WHAT YOU SHOULD DO: Reproduce each entry below exactly, without omitting any.

[Collected data entries]
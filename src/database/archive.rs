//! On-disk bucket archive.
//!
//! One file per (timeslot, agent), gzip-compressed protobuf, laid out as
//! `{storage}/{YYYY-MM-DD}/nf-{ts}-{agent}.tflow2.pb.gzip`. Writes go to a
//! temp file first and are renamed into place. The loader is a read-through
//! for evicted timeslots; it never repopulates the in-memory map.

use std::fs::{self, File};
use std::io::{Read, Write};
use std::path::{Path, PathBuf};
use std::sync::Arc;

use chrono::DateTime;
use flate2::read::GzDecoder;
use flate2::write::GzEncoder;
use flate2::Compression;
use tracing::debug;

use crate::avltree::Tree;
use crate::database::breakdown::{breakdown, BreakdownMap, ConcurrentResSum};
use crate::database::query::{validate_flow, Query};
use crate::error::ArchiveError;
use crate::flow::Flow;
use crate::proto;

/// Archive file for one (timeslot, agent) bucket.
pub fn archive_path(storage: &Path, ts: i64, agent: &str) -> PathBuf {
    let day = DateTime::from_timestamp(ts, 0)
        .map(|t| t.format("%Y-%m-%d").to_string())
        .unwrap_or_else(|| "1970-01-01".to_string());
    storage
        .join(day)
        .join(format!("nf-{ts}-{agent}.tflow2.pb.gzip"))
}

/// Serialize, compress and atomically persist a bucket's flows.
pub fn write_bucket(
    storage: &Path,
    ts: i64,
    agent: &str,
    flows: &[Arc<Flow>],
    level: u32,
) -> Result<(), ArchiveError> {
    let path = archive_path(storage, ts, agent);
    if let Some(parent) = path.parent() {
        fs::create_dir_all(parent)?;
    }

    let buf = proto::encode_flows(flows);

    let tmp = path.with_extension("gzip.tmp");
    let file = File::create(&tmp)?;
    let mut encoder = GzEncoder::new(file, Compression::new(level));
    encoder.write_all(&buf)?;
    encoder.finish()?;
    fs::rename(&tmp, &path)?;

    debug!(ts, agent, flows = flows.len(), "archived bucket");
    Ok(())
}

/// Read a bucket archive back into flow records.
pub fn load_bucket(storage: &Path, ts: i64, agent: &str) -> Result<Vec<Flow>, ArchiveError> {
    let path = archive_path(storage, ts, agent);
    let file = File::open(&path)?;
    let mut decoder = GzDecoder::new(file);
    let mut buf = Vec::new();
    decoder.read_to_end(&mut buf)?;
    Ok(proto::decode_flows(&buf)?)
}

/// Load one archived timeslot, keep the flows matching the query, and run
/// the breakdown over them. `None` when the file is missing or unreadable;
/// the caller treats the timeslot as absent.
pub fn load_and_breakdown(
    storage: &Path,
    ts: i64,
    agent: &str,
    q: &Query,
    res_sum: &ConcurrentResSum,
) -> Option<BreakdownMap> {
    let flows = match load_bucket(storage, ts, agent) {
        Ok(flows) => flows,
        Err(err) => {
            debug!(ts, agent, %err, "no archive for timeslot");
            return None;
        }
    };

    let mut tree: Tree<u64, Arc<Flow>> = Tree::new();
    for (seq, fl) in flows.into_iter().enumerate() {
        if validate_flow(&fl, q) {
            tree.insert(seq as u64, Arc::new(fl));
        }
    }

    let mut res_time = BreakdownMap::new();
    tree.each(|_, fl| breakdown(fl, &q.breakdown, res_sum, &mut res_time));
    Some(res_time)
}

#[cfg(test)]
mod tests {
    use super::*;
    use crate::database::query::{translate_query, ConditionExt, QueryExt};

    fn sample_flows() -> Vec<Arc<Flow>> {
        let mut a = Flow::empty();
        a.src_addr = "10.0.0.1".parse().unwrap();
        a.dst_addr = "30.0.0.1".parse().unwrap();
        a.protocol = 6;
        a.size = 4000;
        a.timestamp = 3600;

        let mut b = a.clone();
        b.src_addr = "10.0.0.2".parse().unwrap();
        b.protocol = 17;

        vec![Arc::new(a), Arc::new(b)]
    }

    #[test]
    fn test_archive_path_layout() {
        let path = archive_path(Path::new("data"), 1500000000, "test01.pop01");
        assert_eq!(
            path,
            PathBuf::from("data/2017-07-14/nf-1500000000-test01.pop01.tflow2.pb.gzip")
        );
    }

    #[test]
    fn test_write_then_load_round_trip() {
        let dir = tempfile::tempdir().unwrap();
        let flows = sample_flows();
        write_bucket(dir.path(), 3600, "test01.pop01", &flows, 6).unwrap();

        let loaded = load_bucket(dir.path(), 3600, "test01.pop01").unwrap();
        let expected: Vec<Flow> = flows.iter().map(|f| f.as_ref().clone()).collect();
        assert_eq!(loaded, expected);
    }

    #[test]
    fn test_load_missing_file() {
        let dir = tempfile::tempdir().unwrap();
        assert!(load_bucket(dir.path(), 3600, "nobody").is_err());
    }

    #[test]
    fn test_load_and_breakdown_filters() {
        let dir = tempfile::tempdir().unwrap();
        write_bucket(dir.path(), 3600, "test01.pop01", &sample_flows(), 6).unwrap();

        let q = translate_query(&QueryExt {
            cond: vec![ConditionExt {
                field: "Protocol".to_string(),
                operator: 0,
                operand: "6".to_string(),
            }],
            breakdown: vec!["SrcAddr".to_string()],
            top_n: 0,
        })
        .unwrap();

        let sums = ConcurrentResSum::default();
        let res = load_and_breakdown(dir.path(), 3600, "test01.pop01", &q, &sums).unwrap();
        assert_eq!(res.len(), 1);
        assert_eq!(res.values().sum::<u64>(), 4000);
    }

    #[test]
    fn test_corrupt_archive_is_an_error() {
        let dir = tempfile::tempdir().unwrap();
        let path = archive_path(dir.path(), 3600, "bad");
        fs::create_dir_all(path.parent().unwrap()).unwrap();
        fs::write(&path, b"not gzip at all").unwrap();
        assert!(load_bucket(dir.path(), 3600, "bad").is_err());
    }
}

ANSWER SECTION:
filename src/database/archive.rs
//! On-disk bucket archive.
//!
//! One file per (timeslot, agent), gzip-compressed protobuf, laid out as
//! `{storage}/{YYYY-MM-DD}/nf-{ts}-{agent}.tflow2.pb.gzip`. Writes go to a
//! temp file first and are renamed into place. The loader is a read-through
//! for evicted timeslots; it never repopulates the in-memory map.

use std::fs::{self, File};
use std::io::{Read, Write};
use std::path::{Path, PathBuf};
use std::sync::Arc;

use chrono::DateTime;
use flate2::read::GzDecoder;
use flate2::write::GzEncoder;
use flate2::Compression;
use tracing::debug;

use crate::avltree::Tree;
use crate::database::breakdown::{breakdown, BreakdownMap, ConcurrentResSum};
use crate::database::query::{validate_flow, Query};
use crate::error::ArchiveError;
use crate::flow::Flow;
use crate::proto;

/// Archive file for one (timeslot, agent) bucket.
pub fn archive_path(storage: &Path, ts: i64, agent: &str) -> PathBuf {
    let day = DateTime::from_timestamp(ts, 0)
        .map(|t| t.format("%Y-%m-%d").to_string())
        .unwrap_or_else(|| "1970-01-01".to_string());
    storage
        .join(day)
        .join(format!("nf-{ts}-{agent}.tflow2.pb.gzip"))
}

/// Serialize, compress and atomically persist a bucket's flows.
pub fn write_bucket(
    storage: &Path,
    ts: i64,
    agent: &str,
    flows: &[Arc<Flow>],
    level: u32,
) -> Result<(), ArchiveError> {
    let path = archive_path(storage, ts, agent);
    if let Some(parent) = path.parent() {
        fs::create_dir_all(parent)?;
    }

    let buf = proto::encode_flows(flows);

    let tmp = path.with_extension("gzip.tmp");
    let file = File::create(&tmp)?;
    let mut encoder = GzEncoder::new(file, Compression::new(level));
    encoder.write_all(&buf)?;
    encoder.finish()?;
    fs::rename(&tmp, &path)?;

    debug!(ts, agent, flows = flows.len(), "archived bucket");
    Ok(())
}

/// Read a bucket archive back into flow records.
pub fn load_bucket(storage: &Path, ts: i64, agent: &str) -> Result<Vec<Flow>, ArchiveError> {
    let path = archive_path(storage, ts, agent);
    let file = File::open(&path)?;
    let mut decoder = GzDecoder::new(file);
    let mut buf = Vec::new();
    decoder.read_to_end(&mut buf)?;
    Ok(proto::decode_flows(&buf)?)
}

/// Load one archived timeslot, keep the flows matching the query, and run
/// the breakdown over them. `None` when the file is missing or unreadable;
/// the caller treats the timeslot as absent.
pub fn load_and_breakdown(
    storage: &Path,
    ts: i64,
    agent: &str,
    q: &Query,
    res_sum: &ConcurrentResSum,
) -> Option<BreakdownMap> {
    let flows = match load_bucket(storage, ts, agent) {
        Ok(flows) => flows,
        Err(err) => {
            debug!(ts, agent, %err, "no archive for timeslot");
            return None;
        }
    };

    let mut tree: Tree<u64, Arc<Flow>> = Tree::new();
    for (seq, fl) in flows.into_iter().enumerate() {
        if validate_flow(&fl, q) {
            tree.insert(seq as u64, Arc::new(fl));
        }
    }

    let mut res_time = BreakdownMap::new();
    tree.each(|_, fl| breakdown(fl, &q.breakdown, res_sum, &mut res_time));
    Some(res_time)
}

#[cfg(test)]
mod tests {
    use super::*;
    use crate::database::query::{translate_query, ConditionExt, QueryExt};

    fn sample_flows() -> Vec<Arc<Flow>> {
        let mut a = Flow::empty();
        a.src_addr = "10.0.0.1".parse().unwrap();
        a.dst_addr = "30.0.0.1".parse().unwrap();
        a.protocol = 6;
        a.size = 4000;
        a.timestamp = 3600;

        let mut b = a.clone();
        b.src_addr = "10.0.0.2".parse().unwrap();
        b.protocol = 17;

        vec![Arc::new(a), Arc::new(b)]
    }

    #[test]
    fn test_archive_path_layout() {
        let path = archive_path(Path::new("data"), 1500000000, "test01.pop01");
        assert_eq!(
            path,
            PathBuf::from("data/2017-07-14/nf-1500000000-test01.pop01.tflow2.pb.gzip")
        );
    }

    #[test]
    fn test_write_then_load_round_trip() {
        let dir = tempfile::tempdir().unwrap();
        let flows = sample_flows();
        write_bucket(dir.path(), 3600, "test01.pop01", &flows, 6).unwrap();

        let loaded = load_bucket(dir.path(), 3600, "test01.pop01").unwrap();
        let expected: Vec<Flow> = flows.iter().map(|f| f.as_ref().clone()).collect();
        assert_eq!(loaded, expected);
    }

    #[test]
    fn test_load_missing_file() {
        let dir = tempfile::tempdir().unwrap();
        assert!(load_bucket(dir.path(), 3600, "nobody").is_err());
    }

    #[test]
    fn test_load_and_breakdown_filters() {
        let dir = tempfile::tempdir().unwrap();
        write_bucket(dir.path(), 3600, "test01.pop01", &sample_flows(), 6).unwrap();

        let q = translate_query(&QueryExt {
            cond: vec![ConditionExt {
                field: "Protocol".to_string(),
                operator: 0,
                operand: "6".to_string(),
            }],
            breakdown: vec!["SrcAddr".to_string()],
            top_n: 0,
        })
        .unwrap();

        let sums = ConcurrentResSum::default();
        let res = load_and_breakdown(dir.path(), 3600, "test01.pop01", &q, &sums).unwrap();
        assert_eq!(res.len(), 1);
        assert_eq!(res.values().sum::<u64>(), 4000);
    }

    #[test]
    fn test_corrupt_archive_is_an_error() {
        let dir = tempfile::tempdir().unwrap();
        let path = archive_path(dir.path(), 3600, "bad");
        fs::create_dir_all(path.parent().unwrap()).unwrap();
        fs::write(&path, b"not gzip at all").unwrap();
        assert!(load_bucket(dir.path(), 3600, "bad").is_err());
    }
}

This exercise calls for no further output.